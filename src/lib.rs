#![warn(missing_docs)]
//! imagegen - one image per prompt, from whichever backend is configured.
//!
//! Supported backends:
//! - Pixabay and Pexels stock photo search (returns a hosted URL)
//! - Gemini Flash and DALL-E 3 generation (writes a file)
//! - A self-hosted Automatic1111-compatible server (writes a file)
//!
//! The backend is picked once from [`ImageConfig`]. Requests that fail for
//! any reason are answered with a fixed placeholder path instead of an
//! error.
//!
//! # Quick Start
//!
//! ```no_run
//! use imagegen::{ImageConfig, ImageDispatcher, ImagePrompt, ImageResult};
//!
//! #[tokio::main]
//! async fn main() -> imagegen::Result<()> {
//!     let config = ImageConfig::from_env();
//!     let dispatcher = ImageDispatcher::from_config("./images", &config)?;
//!
//!     let prompt = ImagePrompt::new("sunset over mountains").with_theme("warm, cinematic");
//!     match dispatcher.generate(&prompt).await {
//!         ImageResult::RemoteUrl(url) => println!("hosted at {url}"),
//!         ImageResult::SavedFile { path, .. } => println!("saved to {}", path.display()),
//!         ImageResult::Placeholder(path) => println!("fell back to {path}"),
//!     }
//!     Ok(())
//! }
//! ```
//!
//! # Configuration
//!
//! [`ImageConfig::from_env`] reads `DISABLE_IMAGE_GENERATION`,
//! `IMAGE_PROVIDER` (`pixabay`, `pexels`, `gemini_flash`, `dall-e-3`,
//! `local`), `PEXELS_API_KEY`, `PIXABAY_API_KEY`, `GOOGLE_API_KEY`,
//! `OPENAI_API_KEY`, `LOCAL_IMAGE_URL` and `LOCAL_IMAGE_MODEL`.

mod config;
mod dispatcher;
mod error;
pub mod image;
mod prompt;

pub use config::{BackendSelection, ImageConfig};
pub use dispatcher::{
    Backend, ImageAttribution, ImageDispatcher, ImageResult, PLACEHOLDER_IMAGE_PATH,
};
pub use error::{ErrorKind, ImageGenError, Result};
pub use image::providers::{
    GeminiProvider, GeminiProviderBuilder, LocalServerProvider, LocalServerProviderBuilder,
    OpenAiImageProvider, OpenAiImageProviderBuilder, PexelsProvider, PexelsProviderBuilder,
    PixabayProvider, PixabayProviderBuilder,
};
pub use image::{GeneratedImage, GenerationMetadata, ImageFormat, ImageProvider, StockImageSource};
pub use prompt::ImagePrompt;

/// Prelude for convenient imports.
pub mod prelude {
    pub use crate::config::{BackendSelection, ImageConfig};
    pub use crate::dispatcher::{ImageDispatcher, ImageResult};
    pub use crate::error::{ImageGenError, Result};
    pub use crate::image::{ImageProvider, StockImageSource};
    pub use crate::prompt::ImagePrompt;
}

ACTIVITY — Retype the material in full, character for character.

RESPONSE TO THE EXERCISE —
filename src/lib.rs
#![warn(missing_docs)]
//! imagegen - one image per prompt, from whichever backend is configured.
//!
//! Supported backends:
//! - Pixabay and Pexels stock photo search (returns a hosted URL)
//! - Gemini Flash and DALL-E 3 generation (writes a file)
//! - A self-hosted Automatic1111-compatible server (writes a file)
//!
//! The backend is picked once from [`ImageConfig`]. Requests that fail for
//! any reason are answered with a fixed placeholder path instead of an
//! error.
//!
//! # Quick Start
//!
//! ```no_run
//! use imagegen::{ImageConfig, ImageDispatcher, ImagePrompt, ImageResult};
//!
//! #[tokio::main]
//! async fn main() -> imagegen::Result<()> {
//!     let config = ImageConfig::from_env();
//!     let dispatcher = ImageDispatcher::from_config("./images", &config)?;
//!
//!     let prompt = ImagePrompt::new("sunset over mountains").with_theme("warm, cinematic");
//!     match dispatcher.generate(&prompt).await {
//!         ImageResult::RemoteUrl(url) => println!("hosted at {url}"),
//!         ImageResult::SavedFile { path, .. } => println!("saved to {}", path.display()),
//!         ImageResult::Placeholder(path) => println!("fell back to {path}"),
//!     }
//!     Ok(())
//! }
//! ```
//!
//! # Configuration
//!
//! [`ImageConfig::from_env`] reads `DISABLE_IMAGE_GENERATION`,
//! `IMAGE_PROVIDER` (`pixabay`, `pexels`, `gemini_flash`, `dall-e-3`,
//! `local`), `PEXELS_API_KEY`, `PIXABAY_API_KEY`, `GOOGLE_API_KEY`,
//! `OPENAI_API_KEY`, `LOCAL_IMAGE_URL` and `LOCAL_IMAGE_MODEL`.

mod config;
mod dispatcher;
mod error;
pub mod image;
mod prompt;

pub use config::{BackendSelection, ImageConfig};
pub use dispatcher::{
    Backend, ImageAttribution, ImageDispatcher, ImageResult, PLACEHOLDER_IMAGE_PATH,
};
pub use error::{ErrorKind, ImageGenError, Result};
pub use image::providers::{
    GeminiProvider, GeminiProviderBuilder, LocalServerProvider, LocalServerProviderBuilder,
    OpenAiImageProvider, OpenAiImageProviderBuilder, PexelsProvider, PexelsProviderBuilder,
    PixabayProvider, PixabayProviderBuilder,
};
pub use image::{GeneratedImage, GenerationMetadata, ImageFormat, ImageProvider, StockImageSource};
pub use prompt::ImagePrompt;

/// Prelude for convenient imports.
pub mod prelude {
    pub use crate::config::{BackendSelection, ImageConfig};
    pub use crate::dispatcher::{ImageDispatcher, ImageResult};
    pub use crate::error::{ImageGenError, Result};
    pub use crate::image::{ImageProvider, StockImageSource};
    pub use crate::prompt::ImagePrompt;
}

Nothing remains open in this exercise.